Ob er selbst mit seinem Team - es handelt sich bei der Uraufführung um eine Koproduktion zwischen Burgtheater und Berliner Ensemble - die Essenz auf die Bühne bringen könne, wollte Peymann noch nicht beurteilen. "Ich weiß nicht, ob wir es hinkriegen. Jetzt ist der Moment unmittelbar vor dem Elfmeter für den Regisseur", schmunzelte er. "Ich will Ihnen aber auch nicht zu viele Dinge als Wegweiser geben. Suchen Sie sich selber einen Weg durch diese großartige Zauberlandschaft Peter Handkes."
Seine erste Inszenierung des Autors liegt mittlerweile 50 Jahre zurück - 1966 sorgte "Die Publikumsbeschimpfung" für einen Skandal. Dass gerade solche Autoren später vom Establishment angenommen werden - mit Thomas Bernhard verhält es sich ja nicht anders -, kommentierte Peymann recht lapidar: "Das ist halt so. Bei mir ja auch, ich bin in einige Herzen eingedrungen. Vielleicht liebt man dann daran, dass jemand etwas gewagt hat." Aus seiner Wien-Zeit an der Burg, die Peymann erneut als "Königsetappe" titulierte, habe er besonders "das unerhörte Gefühl von Österreich für Sprache" mitgenommen. "Davon können andere nur träumen, was sich hier an sprachlich-musikalischer Sensibilität versammelt. Und dass diese Disposition im Menschen vorliegt, sich so über Theater zu erregen und auch zu erfreuen, verdanke ich dieser Stadt."

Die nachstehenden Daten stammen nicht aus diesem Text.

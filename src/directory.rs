//! Account directory
//!
//! The authoritative username index plus the nickname uniqueness index.
//! Owned exclusively by the server actor, so nothing here is synchronised.
//!
//! Invariant: every registered account has exactly one nickname entry under
//! its current nickname, and every nickname entry points at a registered
//! account.

use std::collections::HashMap;

use crate::account::Account;
use crate::error::AppError;

#[derive(Debug, Default)]
pub struct Directory {
    /// username -> account
    accounts: HashMap<String, Account>,
    /// nickname -> username
    nicknames: HashMap<String, String>,
}

impl Directory {
    pub fn new() -> Self {
        Self::default()
    }

    pub fn contains(&self, username: &str) -> bool {
        self.accounts.contains_key(username)
    }

    pub fn get(&self, username: &str) -> Option<&Account> {
        self.accounts.get(username)
    }

    pub fn get_mut(&mut self, username: &str) -> Option<&mut Account> {
        self.accounts.get_mut(username)
    }

    /// Username currently holding `nickname`
    pub fn owner_of(&self, nickname: &str) -> Option<&str> {
        self.nicknames.get(nickname).map(String::as_str)
    }

    /// Insert a new account into both indices
    pub fn register(&mut self, account: Account) -> Result<&mut Account, AppError> {
        if self.contains(&account.username) {
            return Err(AppError::UsernameTaken(account.username));
        }
        if self.nickname_taken(&account.nickname) {
            return Err(AppError::NicknameTaken(account.nickname));
        }

        let username = account.username.clone();
        self.nicknames
            .insert(account.nickname.clone(), username.clone());
        Ok(self.accounts.entry(username).or_insert(account))
    }

    /// Whether any account uses `nickname`
    ///
    /// Checks the display nicknames and the index; either one is enough to
    /// refuse the name.
    pub fn nickname_taken(&self, nickname: &str) -> bool {
        self.accounts.values().any(|a| a.nickname == nickname)
            || self.nicknames.contains_key(nickname)
    }

    /// Drop a nickname index entry
    pub fn remove_nickname(&mut self, nickname: &str) -> Option<String> {
        self.nicknames.remove(nickname)
    }

    /// Point a nickname index entry at `username`
    pub fn update_nickname(&mut self, nickname: &str, username: &str) {
        self.nicknames
            .insert(nickname.to_string(), username.to_string());
    }

    /// Rename an account, returning its previous nickname
    ///
    /// Order matters: remove the old index entry, mutate the account, then
    /// insert the new entry. Renaming to the current nickname is a no-op.
    pub fn rename(&mut self, username: &str, nickname: &str) -> Result<String, AppError> {
        let current = match self.accounts.get(username) {
            Some(account) => account.nickname.clone(),
            None => return Err(AppError::UserNotFound(username.to_string())),
        };
        if current == nickname {
            return Ok(current);
        }
        if self.nickname_taken(nickname) {
            return Err(AppError::NicknameTaken(nickname.to_string()));
        }

        self.remove_nickname(&current);
        if let Some(account) = self.accounts.get_mut(username) {
            account.nickname = nickname.to_string();
        }
        self.update_nickname(nickname, username);
        Ok(current)
    }

    /// Registered usernames, sorted
    pub fn usernames(&self) -> Vec<String> {
        let mut names: Vec<String> = self.accounts.keys().cloned().collect();
        names.sort();
        names
    }

    pub(crate) fn len(&self) -> usize {
        self.accounts.len()
    }
}

#[cfg(test)]
mod tests {
    use super::*;

    fn directory_with(accounts: &[(&str, &str)]) -> Directory {
        let mut directory = Directory::new();
        for (username, nickname) in accounts {
            directory
                .register(Account::new(*username, *nickname, "pw"))
                .unwrap();
        }
        directory
    }

    /// Both indices agree on every account
    fn assert_consistent(directory: &Directory) {
        assert_eq!(directory.accounts.len(), directory.nicknames.len());
        for account in directory.accounts.values() {
            assert_eq!(
                directory.owner_of(&account.nickname),
                Some(account.username.as_str())
            );
        }
    }

    #[test]
    fn test_register() {
        let directory = directory_with(&[("alice", "ally"), ("bob", "bobby")]);

        assert_eq!(directory.len(), 2);
        assert!(directory.contains("alice"));
        assert_eq!(directory.owner_of("bobby"), Some("bob"));
        assert_eq!(directory.usernames(), vec!["alice", "bob"]);
        assert_consistent(&directory);
    }

    #[test]
    fn test_register_conflicts() {
        let mut directory = directory_with(&[("alice", "ally")]);

        assert!(matches!(
            directory.register(Account::new("alice", "other", "pw")),
            Err(AppError::UsernameTaken(_))
        ));
        assert!(matches!(
            directory.register(Account::new("carol", "ally", "pw")),
            Err(AppError::NicknameTaken(_))
        ));
        assert_eq!(directory.len(), 1);
        assert_consistent(&directory);
    }

    #[test]
    fn test_rename() {
        let mut directory = directory_with(&[("alice", "ally")]);

        let old = directory.rename("alice", "al").unwrap();
        assert_eq!(old, "ally");
        assert_eq!(directory.get("alice").unwrap().nickname, "al");
        assert_eq!(directory.owner_of("al"), Some("alice"));
        assert!(directory.owner_of("ally").is_none());
        assert!(!directory.nickname_taken("ally"));
        assert_consistent(&directory);
    }

    #[test]
    fn test_rename_taken() {
        let mut directory = directory_with(&[("alice", "ally"), ("bob", "bob2")]);

        let err = directory.rename("alice", "bob2").unwrap_err();
        assert!(matches!(err, AppError::NicknameTaken(ref n) if n == "bob2"));
        assert_eq!(directory.get("alice").unwrap().nickname, "ally");
        assert_consistent(&directory);
    }

    #[test]
    fn test_rename_to_same_nickname() {
        let mut directory = directory_with(&[("alice", "ally")]);

        assert_eq!(directory.rename("alice", "ally").unwrap(), "ally");
        assert_consistent(&directory);
    }

    #[test]
    fn test_rename_unknown_user() {
        let mut directory = Directory::new();
        assert!(matches!(
            directory.rename("ghost", "boo"),
            Err(AppError::UserNotFound(_))
        ));
    }

    #[test]
    fn test_nickname_uniqueness_after_renames() {
        let mut directory = directory_with(&[("a", "x"), ("b", "y"), ("c", "z")]);

        let _ = directory.rename("a", "y");
        let _ = directory.rename("b", "w");
        let _ = directory.rename("a", "y");
        let _ = directory.rename("c", "w");

        let mut nicknames: Vec<&str> = directory
            .accounts
            .values()
            .map(|a| a.nickname.as_str())
            .collect();
        nicknames.sort();
        nicknames.dedup();
        assert_eq!(nicknames.len(), 3);
        assert_eq!(directory.get("a").unwrap().nickname, "y");
        assert_eq!(directory.get("c").unwrap().nickname, "z");
        assert_consistent(&directory);
    }
}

Einen besonderen Stellenwert räumte er seinem langjährigen Begleiter Bernhard ein, der ihn während seiner Intendanz "auf Stierkampf" eingestellt habe. "Das war die Chance, dadurch kam es zur andauernden, mehrjährigen Explosion. Sie ahnen ja nicht, wie sehr er die Wiener Seele verstanden hat." Wobei Peymann gleichzeitig festhielt, dass gerade von ihm oft inszenierte Autoren wie Bernhard, Handke oder Elfriede Jelinek "auf ihre Art der Theaterpraxis ausgesprochen negativ gegenüberstehen". Letztlich sieht er sich als "Mittler zwischen Literatur und unserem Spiel".

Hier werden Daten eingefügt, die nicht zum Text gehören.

impl ChatServer {
    pub fn new(limits: Limits) -> Self {
        Self {
            directory: Directory::new(),
            rooms: HashMap::new(),
            limits,
        }
    }

    /// Start the server actor and return a handle to it
    ///
    /// Must be called from within a tokio runtime.
    pub fn spawn(limits: Limits) -> ServerHandle {
        let capacity = limits.queue_capacity;
        let (accounts, accounts_rx) = mpsc::channel(capacity);
        let (nicknames, nicknames_rx) = mpsc::channel(capacity);
        let (joins, joins_rx) = mpsc::channel(capacity);
        let (leaves, leaves_rx) = mpsc::channel(capacity);
        let (queries, queries_rx) = mpsc::channel(capacity);

        let inbox = ServerInbox {
            accounts: accounts_rx,
            nicknames: nicknames_rx,
            joins: joins_rx,
            leaves: leaves_rx,
            queries: queries_rx,
        };
        tokio::spawn(ChatServer::new(limits).run(inbox));

        ServerHandle {
            accounts,
            nicknames,
            joins,
            leaves,
            queries,
        }
    }

    /// Run the ChatServer event loop
    ///
    /// Continuously receives and processes requests until all handles are dropped.
    async fn run(mut self, mut inbox: ServerInbox) {
        info!("ChatServer started");

        loop {
            tokio::select! {
                Some(req) = inbox.accounts.recv() => self.handle_account(req),
                Some(req) = inbox.nicknames.recv() => self.handle_rename(req).await,
                Some(req) = inbox.joins.recv() => self.handle_join(req).await,
                Some(req) = inbox.leaves.recv() => self.handle_leave(req).await,
                Some(query) = inbox.queries.recv() => self.handle_query(query),
                else => break,
            }
        }

        info!("ChatServer shutting down");
    }

    fn handle_account(&mut self, req: AccountRequest) {
        let mailbox_capacity = self.limits.mailbox_capacity;

        match req {
            AccountRequest::Register {
                account,
                connection,
                respond_to,
            } => {
                let username = account.username.clone();
                let result = self
                    .directory
                    .register(account)
                    .and_then(|account| account.attach(connection, mailbox_capacity));
                if result.is_ok() {
                    info!("Account {} registered", username);
                    debug!("Total accounts: {}", self.directory.len());
                }
                let _ = respond_to.send(result);
            }
            AccountRequest::Login {
                username,
                password,
                connection,
                respond_to,
            } => {
                let result = match self.directory.get_mut(&username) {
                    None => Err(AppError::UserNotFound(username.clone())),
                    Some(account) if !account.check_password(&password) => {
                        Err(AppError::WrongPassword)
                    }
                    Some(account) => account.attach(connection, mailbox_capacity),
                };
                if result.is_ok() {
                    info!("Account {} logged in", username);
                }
                let _ = respond_to.send(result);
            }
            AccountRequest::Logout {
                username,
                connection,
                respond_to,
            } => {
                match self.directory.get_mut(&username).map(|account| account.detach(connection)) {
                    Some(true) => {
                        info!("Account {} logged out", username);
                    }
                    Some(false) => debug!("Stale logout for {} ignored", username),
                    None => {}
                }
                let _ = respond_to.send(());
            }
        }
    }

    async fn handle_rename(&mut self, req: NicknameRequest) {
        let NicknameRequest {
            username,
            nickname,
            respond_to,
        } = req;

        let result = self.directory.rename(&username, &nickname);
        if let Ok(old) = &result {
            if *old != nickname {
                info!("Account {} renamed {} -> {}", username, old, nickname);
                self.sync_room_nickname(&username, &nickname).await;
            }
        }
        let _ = respond_to.send(result.map(|_| ()));
    }

    /// Push a new nickname to the account's current room roster
    async fn sync_room_nickname(&self, username: &str, nickname: &str) {
        let room = self
            .directory
            .get(username)
            .and_then(|account| account.current_room.as_ref())
            .and_then(|name| self.rooms.get(name));

        if let Some(room) = room {
            let _ = room
                .rename(username.to_string(), nickname.to_string())
                .await;
        }
    }

    async fn handle_join(&mut self, req: JoinRequest) {
        let JoinRequest {
            username,
            room,
            respond_to,
        } = req;

        let member = match self.directory.get(&username) {
            Some(account) => account.member(),
            None => Err(AppError::UserNotFound(username.clone())),
        };
        let member = match member {
            Ok(member) => member,
            Err(e) => {
                let _ = respond_to.send(Err(e));
                return;
            }
        };

        // The room is registered and running before the join reaches it
        let handle = self.room_or_create(&room);
        let result = match handle.join(member).await {
            Ok(done) => {
                if let Some(account) = self.directory.get_mut(&username) {
                    account.current_room = Some(room.clone());
                }
                debug!("{} joining {}", username, room);
                Ok(Joined { room: handle, done })
            }
            Err(e) => Err(e),
        };
        let _ = respond_to.send(result);
    }

    async fn handle_leave(&mut self, req: LeaveRequest) {
        let LeaveRequest {
            username,
            connection,
            room,
            respond_to,
        } = req;

        let done = match self.rooms.get(&room) {
            Some(handle) => handle.leave(username.clone(), connection).await.ok(),
            None => None,
        };

        if let Some(account) = self.directory.get_mut(&username) {
            let current = account.current_room.as_ref() == Some(&room);
            if current && account.is_attached_to(connection) {
                account.current_room = None;
            }
        }
        debug!("{} leaving {}", username, room);

        let _ = respond_to.send(done);
    }

    fn handle_query(&self, query: DirectoryQuery) {
        match query {
            DirectoryQuery::AccountExists {
                username,
                respond_to,
            } => {
                let _ = respond_to.send(self.directory.contains(&username));
            }
            DirectoryQuery::NicknameAvailable {
                nickname,
                respond_to,
            } => {
                let _ = respond_to.send(!self.directory.nickname_taken(&nickname));
            }
            DirectoryQuery::WhoAmI {
                username,
                respond_to,
            } => {
                let _ = respond_to.send(self.directory.get(&username).map(Account::view));
            }
            DirectoryQuery::Usernames { respond_to } => {
                let _ = respond_to.send(self.directory.usernames());
            }
            DirectoryQuery::RoomNames { respond_to } => {
                let mut names: Vec<RoomName> = self.rooms.keys().cloned().collect();
                names.sort();
                let _ = respond_to.send(names);
            }
            DirectoryQuery::FindRoom { room, respond_to } => {
                let _ = respond_to.send(self.rooms.get(&room).cloned());
            }
            DirectoryQuery::FindMember {
                username,
                respond_to,
            } => {
                let result = match self.directory.get(&username) {
                    Some(account) => account
                        .member()
                        .map_err(|_| AppError::UserOffline(username.clone())),
                    None => Err(AppError::UserNotFound(username.clone())),
                };
                let _ = respond_to.send(result);
            }
        }
    }

    /// Look up a room, starting it first if it does not exist yet
    fn room_or_create(&mut self, name: &RoomName) -> RoomHandle {
        if let Some(handle) = self.rooms.get(name) {
            return handle.clone();
        }

        let handle = Room::spawn(name.clone(), self.limits.queue_capacity);
        self.rooms.insert(name.clone(), handle.clone());
        info!("Room {} created", name);
        debug!("Total rooms: {}", self.rooms.len());
        handle
    }
}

Letzteres ist es auch, das er im zeitgenössischen Theaterbetrieb sukzessive vermisst. "Die Stimme, die Sprache, das Spiel ist in Gefahr." Nicht zuletzt durch eine Orientierung an filmischen Medien fürchtet Peymann, dass "wir die Einmaligkeit zerstören. Machen wir eine Affirmation an unsere Feinde, verlieren wir dadurch unsere eigene Waffe." Ebenso kritisch beurteilte er jenen "Theatertourismus" der im Sinne aktueller Bezüge "fünf Afghanen auf die Bühne holt, die kein Deutsch können". Das habe nichts mit der Realität zu tun, sondern sei "lächerlich und ekelerregend".
Unter die Zeit in Wien scheint Peymann jedenfalls einen einigermaßen positiven Strich gezogen zu haben. "Ich trage heute noch genügend Wunden aus dieser Zeit. Aber es ist Balsam, wenn Leute auf der Straße auf mich zu kommen. Da komme ich mir vor wie ein Fußballer angesichts dieser Erwartungen und des Erwartungsdrucks. Es ist auch für Karin Bergmann (Burgtheater-Direktorin, Anm.) eine Tat, dieses Stück und diesen Regisseur zu holen. Ich hoffe, ihr kein Kuckucksei ins Nest zu legen."